**Problem to work on**
From the entries below, please output exactly the lines starting at the one containing "pub mod task;" and ending at the one containing "use std::collections::HashMap;", both included.

**Records supplied**
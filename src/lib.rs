//! crewline - sequential multi-agent content pipeline
//!
//! Roles (personas) and tasks are declared in YAML; the [`Runner`] walks the
//! tasks in dependency order, feeding each task the full output of its
//! upstream tasks, and writes the last output to a Markdown file.

pub mod datastore;
pub mod error;
pub mod event_log;
pub mod flow_graph;
pub mod output;
pub mod pipeline;
pub mod prompt;
pub mod provider;
pub mod role;
pub mod runner;
pub mod task;

pub use datastore::{DataStore, TaskResult};
pub use error::{CrewError, FixSuggestion};
pub use event_log::{Event, EventKind, EventLog};
pub use flow_graph::FlowGraph;
pub use pipeline::{ExecutionPlan, Pipeline};
pub use provider::{create_provider, MockProvider, Provider};
pub use role::{Role, RoleRegistry};
pub use runner::{PipelineResult, Runner};
pub use task::TaskSpec;
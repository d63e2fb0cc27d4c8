//! Pipeline definition parsed from `*.crew.yaml`

use std::collections::HashMap;
use std::path::{Path, PathBuf};
use std::sync::Arc;

use serde::Deserialize;

use crate::error::CrewError;
use crate::flow_graph::FlowGraph;
use crate::output::DEFAULT_RESULT_PATH;
use crate::role::{Role, RoleRegistry};
use crate::task::TaskSpec;

/// Schema string every pipeline file must declare
pub const PIPELINE_SCHEMA: &str = "crewline/pipeline@0.1";

/// Built-in research -> write -> translate pipeline
pub const BUILTIN_PIPELINE_YAML: &str = include_str!("../pipelines/blog.crew.yaml");

#[derive(Debug, Clone, Deserialize)]
pub struct Pipeline {
    pub schema: String,
    #[serde(default = "default_provider")]
    pub provider: String,
    /// Model override; provider default when absent
    #[serde(default)]
    pub model: Option<String>,
    #[serde(default)]
    pub temperature: Option<f32>,
    #[serde(default)]
    pub output: OutputConfig,
    pub roles: Vec<Role>,
    pub tasks: Vec<TaskSpec>,
    /// Default values for `{name}` placeholders
    #[serde(default)]
    pub defaults: HashMap<String, String>,
}

#[derive(Debug, Clone, Deserialize, PartialEq)]
pub struct OutputConfig {
    /// Final result file (header + last task output)
    #[serde(default = "default_result_file")]
    pub result_file: PathBuf,
}

impl Default for OutputConfig {
    fn default() -> Self {
        Self {
            result_file: default_result_file(),
        }
    }
}

fn default_provider() -> String {
    "groq".to_string()
}

fn default_result_file() -> PathBuf {
    PathBuf::from(DEFAULT_RESULT_PATH)
}

/// Validated pipeline ready to run
pub struct ExecutionPlan {
    pub registry: RoleRegistry,
    pub graph: FlowGraph,
    pub order: Vec<Arc<str>>,
}

impl Pipeline {
    pub fn from_yaml(yaml: &str) -> Result<Self, CrewError> {
        Ok(serde_yaml::from_str(yaml)?)
    }

    pub fn load(path: impl AsRef<Path>) -> Result<Self, CrewError> {
        let yaml = std::fs::read_to_string(path)?;
        Self::from_yaml(&yaml)
    }

    /// The research -> write -> translate blog pipeline
    pub fn builtin() -> Result<Self, CrewError> {
        Self::from_yaml(BUILTIN_PIPELINE_YAML)
    }

    pub fn task(&self, id: &str) -> Option<&TaskSpec> {
        self.tasks.iter().find(|t| t.id == id)
    }

    /// Check everything that can be checked without calling the model
    pub fn plan(&self) -> Result<ExecutionPlan, CrewError> {
        if self.schema != PIPELINE_SCHEMA {
            return Err(CrewError::InvalidSchema {
                expected: PIPELINE_SCHEMA.to_string(),
                actual: self.schema.clone(),
            });
        }
        if self.tasks.is_empty() {
            return Err(CrewError::EmptyPipeline);
        }

        let registry = RoleRegistry::new(self.roles.iter().cloned())?;
        for task in &self.tasks {
            registry.get(&task.agent, &task.id)?;
        }

        let graph = FlowGraph::from_tasks(&self.tasks)?;
        let order = graph.execution_order()?;

        Ok(ExecutionPlan {
            registry,
            graph,
            order,
        })
    }

    pub fn validate(&self) -> Result<(), CrewError> {
        self.plan().map(|_| ())
    }
}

**Result of this task**
pub mod task;

pub use datastore::{DataStore, TaskResult};
pub use error::{CrewError, FixSuggestion};
pub use event_log::{Event, EventKind, EventLog};
pub use flow_graph::FlowGraph;
pub use pipeline::{ExecutionPlan, Pipeline};
pub use provider::{create_provider, MockProvider, Provider};
pub use role::{Role, RoleRegistry};
pub use runner::{PipelineResult, Runner};
pub use task::TaskSpec;
repository d63e2fb0cc27d4c8
//! Pipeline definition parsed from `*.crew.yaml`

use std::collections::HashMap;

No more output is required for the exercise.